= Brian McKenna =

Canadian film director (1945–2023)

Brian McKenna (August 8, 1945 – May 5, 2023) was a Canadian documentary film director. He directed films on Canadian history and explorations of the world at war.

==Biography==
Brian McKenna was born on August 8, 1945 in Montreal, Canada

McKenna was a founding producer of CBC's Oscar and Emmy award-winning documentary program, The Fifth Estate, where he worked from 1975 to 1988. McKenna was a parliamentary correspondent for the Montreal Star. He was a frequent collaborator with his brother Terence, also a filmmaker, in particular on the three-part series The Valour and the Horror. The most controversial segment in the series concerned strategic bombing during World War II.

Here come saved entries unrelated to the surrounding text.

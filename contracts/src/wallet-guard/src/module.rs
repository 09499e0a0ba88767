//! The guard module: relayer entry point and governance surface.

use std::sync::Arc;

use alloy_primitives::{Address, Bytes, B256, U256};
use serde::Serialize;
use tracing::{info, warn};
use wallet_guard_types::{batch_hash, RelayedTransaction, SIGNATURE_LEN};

use crate::{
    chain::ExecutionContext,
    clock::Clock,
    config::GuardConfig,
    errors::{ConfigError, RegistryError, RelayError, WalletError},
    executor::{CallBatchExecutor, ExecutionOutcome},
    filters::Filter,
    gas::GasMeter,
    registry::Registries,
    relay::{relay_sign_hash, RelayAdmission, SignatureVerifier},
    wallet::{Wallet, WalletStore},
};

/// What the relayer gets back for an admitted batch.
#[derive(Clone, Debug, PartialEq, Eq, Serialize)]
pub struct RelayOutcome {
    pub success: bool,
    pub gas_used: u64,
    /// Failure reason; `"call not authorised"` for any authorisation failure.
    pub error: Option<String>,
    /// Amount of the refund token paid to the refund destination.
    pub refund: U256,
    pub return_data: Vec<Bytes>,
}

/// Relayed-batch guard over an execution context `C`.
///
/// The module's [`GuardConfig::gas`] is the single cost table: it is installed into the chain
/// on construction so per-call costs and the intrinsic and refund charges always agree.
pub struct GuardModule<C> {
    address: Address,
    config: GuardConfig,
    clock: Arc<dyn Clock>,
    registries: Registries,
    wallets: WalletStore,
    admission: RelayAdmission,
    chain: C,
}

impl<C: ExecutionContext> GuardModule<C> {
    pub fn new(
        address: Address,
        config: GuardConfig,
        registries: Registries,
        mut chain: C,
        clock: Arc<dyn Clock>,
    ) -> Result<Self, ConfigError> {
        config.validate()?;
        chain.set_schedule(&config.gas);
        let admission = RelayAdmission::new(config.security_window());
        Ok(Self {
            address,
            config,
            clock,
            registries,
            wallets: WalletStore::default(),
            admission,
            chain,
        })
    }

    pub fn with_wallets(mut self, wallets: WalletStore) -> Self {
        self.wallets = wallets;
        self
    }

    pub fn with_verifier(mut self, verifier: Box<dyn SignatureVerifier>) -> Self {
        self.admission = RelayAdmission::with_verifier(self.config.security_window(), verifier);
        self
    }

    pub fn address(&self) -> Address {
        self.address
    }

    pub fn config(&self) -> &GuardConfig {
        &self.config
    }

    pub fn registries(&self) -> &Registries {
        &self.registries
    }

    pub fn wallet(&self, address: Address) -> Option<&Wallet> {
        self.wallets.get(address)
    }

    pub fn chain(&self) -> &C {
        &self.chain
    }

    pub fn chain_mut(&mut self) -> &mut C {
        &mut self.chain
    }

    pub fn last_nonce(&self, wallet: Address) -> U256 {
        self.admission.last_nonce(wallet)
    }

    /// Digest the signers of `tx` must sign.
    pub fn sign_hash(&self, tx: &RelayedTransaction) -> B256 {
        relay_sign_hash(self.address, self.config.chain_id, tx)
    }

    /// Admit, execute and settle a relayed batch.
    ///
    /// `Err` means nothing happened: no state change and the nonce is still usable.
    /// `Ok` means the nonce is consumed, whether or not the batch itself succeeded.
    pub fn submit_relayed_batch(&mut self, tx: &RelayedTransaction) -> Result<RelayOutcome, RelayError> {
        let now = self.clock.now();
        let wallet = self
            .wallets
            .get(tx.wallet)
            .cloned()
            .ok_or(RelayError::UnknownWallet(tx.wallet))?;
        let batch = batch_hash(&tx.calls);

        let mut gas = GasMeter::new(tx.gas_limit);
        let intrinsic = self
            .config
            .gas
            .intrinsic_cost(tx.signatures.len() / SIGNATURE_LEN, tx.call_data().len());
        if let Err(oog) = gas.charge(intrinsic) {
            warn!(wallet = %wallet.address, %batch, %oog, "relay rejected: intrinsic gas");
            return Err(oog.into());
        }

        let digest = self.sign_hash(tx);
        let accepted = self.admission.admit(&wallet, tx, &digest, now)?;

        if let Err(err) = self.check_refund_destination(&wallet, tx, now) {
            warn!(wallet = %wallet.address, %batch, %err, "relay aborted: refund");
            self.admission.rollback(wallet.address, accepted);
            return Err(err);
        }

        let before = self.chain.snapshot();
        let executor = CallBatchExecutor::new(&self.registries);
        let outcome = match executor.execute(&mut self.chain, &wallet, &tx.calls, &mut gas, now) {
            Ok(outcome) => outcome,
            Err(oog) => {
                warn!(wallet = %wallet.address, %batch, %oog, "relay aborted: out of gas");
                self.chain.restore(before);
                self.admission.rollback(wallet.address, accepted);
                return Err(oog.into());
            }
        };

        let refund = match self.pay_refund(&wallet, tx, gas.used()) {
            Ok(refund) => refund,
            Err(err) => {
                warn!(wallet = %wallet.address, %batch, %err, "relay aborted: refund");
                self.chain.restore(before);
                self.admission.rollback(wallet.address, accepted);
                return Err(err);
            }
        };

        let result = match outcome {
            ExecutionOutcome::Completed { return_data } => {
                info!(wallet = %wallet.address, %batch, gas_used = gas.used(), %refund, "batch executed");
                RelayOutcome {
                    success: true,
                    gas_used: gas.used(),
                    error: None,
                    refund,
                    return_data,
                }
            }
            ExecutionOutcome::Failed(err) => {
                info!(wallet = %wallet.address, %batch, index = err.index(), reason = err.reason(), "batch failed");
                RelayOutcome {
                    success: false,
                    gas_used: gas.used(),
                    error: Some(err.reason().to_string()),
                    refund,
                    return_data: Vec::new(),
                }
            }
        };
        Ok(result)
    }

    /// A paid refund may only go to a destination the wallet trusts.
    fn check_refund_destination(&self, wallet: &Wallet, tx: &RelayedTransaction, now: u64) -> Result<(), RelayError> {
        if tx.gas_price.is_zero() {
            return Ok(());
        }
        let destination = tx.refund_destination();
        if !self
            .registries
            .dapps
            .is_trusted_destination(&wallet.lists, destination, now)
        {
            return Err(RelayError::RefundNotAuthorised(destination));
        }
        Ok(())
    }

    /// Pay the relayer from the wallet for the gas the batch actually used.
    fn pay_refund(&mut self, wallet: &Wallet, tx: &RelayedTransaction, gas_used: u64) -> Result<U256, RelayError> {
        if tx.gas_price.is_zero() {
            return Ok(U256::ZERO);
        }
        let charged = gas_used
            .saturating_add(self.config.gas.refund_overhead)
            .min(tx.gas_limit);
        let refund = U256::from(charged).saturating_mul(tx.gas_price);
        self.chain
            .transfer(tx.refund_token, wallet.address, tx.refund_destination(), refund)
            .map_err(|fault| RelayError::RefundUnpaid(fault.to_string()))?;
        Ok(refund)
    }

    pub fn add_dapp(&mut self, caller: Address, list: u8, target: Address, filter: Filter) -> Result<(), RegistryError> {
        let now = self.clock.now();
        self.registries.dapps.add_dapp(caller, list, target, filter, now)
    }

    pub fn create_dapp_list(&mut self, caller: Address, list: u8, owner: Address) -> Result<(), RegistryError> {
        self.registries.dapps.create_list(caller, list, owner)
    }

    pub fn set_dapp_timelock(&mut self, caller: Address, list: u8, secs: u64) -> Result<(), RegistryError> {
        self.registries.dapps.set_timelock(caller, list, secs)
    }

    pub fn set_dapp_enabled(
        &mut self,
        caller: Address,
        list: u8,
        target: Address,
        enabled: bool,
    ) -> Result<(), RegistryError> {
        self.registries.dapps.set_dapp_enabled(caller, list, target, enabled)
    }

    pub fn remove_dapp(&mut self, caller: Address, list: u8, target: Address) -> Result<(), RegistryError> {
        self.registries.dapps.remove_dapp(caller, list, target)
    }

    pub fn set_authorised(&mut self, caller: Address, exchanges: &[Address], flags: &[bool]) -> Result<(), RegistryError> {
        self.registries.dexes.set_authorised(caller, exchanges, flags)
    }

    pub fn set_tradable_for_token_list(
        &mut self,
        caller: Address,
        tokens: &[Address],
        flags: &[bool],
    ) -> Result<(), RegistryError> {
        self.registries.tokens.set_tradable_for_token_list(caller, tokens, flags)
    }

    pub fn create_wallet(&mut self, address: Address, owner: Address, guardians: Vec<Address>) -> Result<(), WalletError> {
        self.wallets.create(address, owner, guardians)
    }

    pub fn toggle_dapp_list(&mut self, caller: Address, wallet: Address, list: u8, enabled: bool) -> Result<(), WalletError> {
        self.wallets
            .toggle_list(&self.registries.dapps, caller, wallet, list, enabled)
    }
}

McKenna's contributions included prize-winning films about Canada's wars, including the War of 1812, the First and Second World Wars, and Korea. Among his documentary film achievements, McKenna also co-authored the Penguin Books biography of Montreal mayor Jean Drapeau.

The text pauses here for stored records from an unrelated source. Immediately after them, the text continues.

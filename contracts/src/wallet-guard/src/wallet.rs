use std::collections::HashMap;

use alloy_primitives::Address;
use tracing::info;

use crate::{
    errors::{RegistryError, WalletError},
    registry::{DappRegistry, EnabledLists},
};

/// A guarded wallet: its signers and the dapp lists it consults.
#[derive(Clone, Debug, PartialEq, Eq)]
pub struct Wallet {
    pub address: Address,
    pub owner: Address,
    guardians: Vec<Address>,
    pub lists: EnabledLists,
}

impl Wallet {
    pub fn new(address: Address, owner: Address, mut guardians: Vec<Address>) -> Self {
        guardians.sort();
        guardians.dedup();
        Self {
            address,
            owner,
            guardians,
            lists: EnabledLists::default(),
        }
    }

    /// Guardians in ascending address order.
    pub fn guardians(&self) -> &[Address] {
        &self.guardians
    }

    pub fn is_guardian(&self, who: Address) -> bool {
        self.guardians.binary_search(&who).is_ok()
    }
}

#[derive(Clone, Debug, Default)]
pub struct WalletStore {
    wallets: HashMap<Address, Wallet>,
}

impl WalletStore {
    pub fn create(&mut self, address: Address, owner: Address, guardians: Vec<Address>) -> Result<(), WalletError> {
        if owner == Address::ZERO {
            return Err(WalletError::ZeroOwner);
        }
        if guardians.contains(&owner) {
            return Err(WalletError::OwnerIsGuardian(owner));
        }
        if self.wallets.contains_key(&address) {
            return Err(WalletError::AlreadyExists(address));
        }
        let wallet = Wallet::new(address, owner, guardians);
        info!(wallet = %address, %owner, guardians = wallet.guardians.len(), "wallet created");
        self.wallets.insert(address, wallet);
        Ok(())
    }

    pub fn get(&self, address: Address) -> Option<&Wallet> {
        self.wallets.get(&address)
    }

    /// Enable or disable a dapp list for a wallet; only its owner may do so.
    pub fn toggle_list(
        &mut self,
        dapps: &DappRegistry,
        caller: Address,
        wallet: Address,
        list: u8,
        enabled: bool,
    ) -> Result<(), WalletError> {
        if !dapps.has_list(list) {
            return Err(RegistryError::UnknownList(list).into());
        }
        let entry = self.wallets.get_mut(&wallet).ok_or(WalletError::Unknown(wallet))?;
        if entry.owner != caller {
            return Err(WalletError::NotOwner(caller));
        }
        entry.lists.set(list, enabled);
        info!(%wallet, list, enabled, "dapp list toggled for wallet");
        Ok(())
    }
}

McKenna wrote for Saturday Night, Weekend Magazine, the Literary Review of Canada, Cité Libre, the Toronto Star and Maclean's.

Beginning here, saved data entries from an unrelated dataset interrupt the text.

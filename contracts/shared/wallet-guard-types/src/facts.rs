use alloy_primitives::Address;

/// Read-only view of the trade registries, as consulted by filters.
///
/// Defaults deny, so a partial provider fails closed.
pub trait TradeFacts {
    /// Whether `exchange` (an adapter or a venue it drives) is an authorised swap target.
    fn is_authorised_exchange(&self, _exchange: Address) -> bool {
        false
    }

    /// Whether `token` is marked tradable.
    fn is_tradable(&self, _token: Address) -> bool {
        false
    }
}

McKenna died on May 5, 2023, from an illness at the age of 77.

==Filmography and awards==
McKenna was awarded a combined nine Gemini and prix Gemeaux awards and was the winner of a lifetime achievement Gemini and the Pierre Berton Prize for Canadian History. He has received three Nellie awards for best documentary writing. His hour-long 1983 investigation on the assassination of JFK drew the largest audiences for The Fifth Estate in the show's history.

"In many respects, Brian McKenna's extensive commitment to broadcasting Canada's stories laid the groundwork for future major television projects with Canadian history at their core. But what makes him so honourable to me, is his passion to telling exceptional stories of everyday Canadians – so that all of us can better see ourselves in our history," said Deborah Morrison, president and C.E.O. of Canada's National History Society, who bestows the annual Pierre Berton award.

His work on the controversial documentary series, The Valour and the Horror, with his brother Terence McKenna, uniquely earned prizes for Best Direction, Best Writing and Best Documentary Series in English and French (Prix Gemeaux).

Denounced by England's tabloid press, the series caused an uproar when it was shown in Great Britain, winning acclaim from The Guardian, The Times and The Telegraph: "It was a brave film to make" wrote novelist A.N. Wilson, "and a brave film to show."

Pierre Trudeau: The Memoirs was broadcast in both official languages and won the prix Gemeaux for Best Doctumentary Series in 1994.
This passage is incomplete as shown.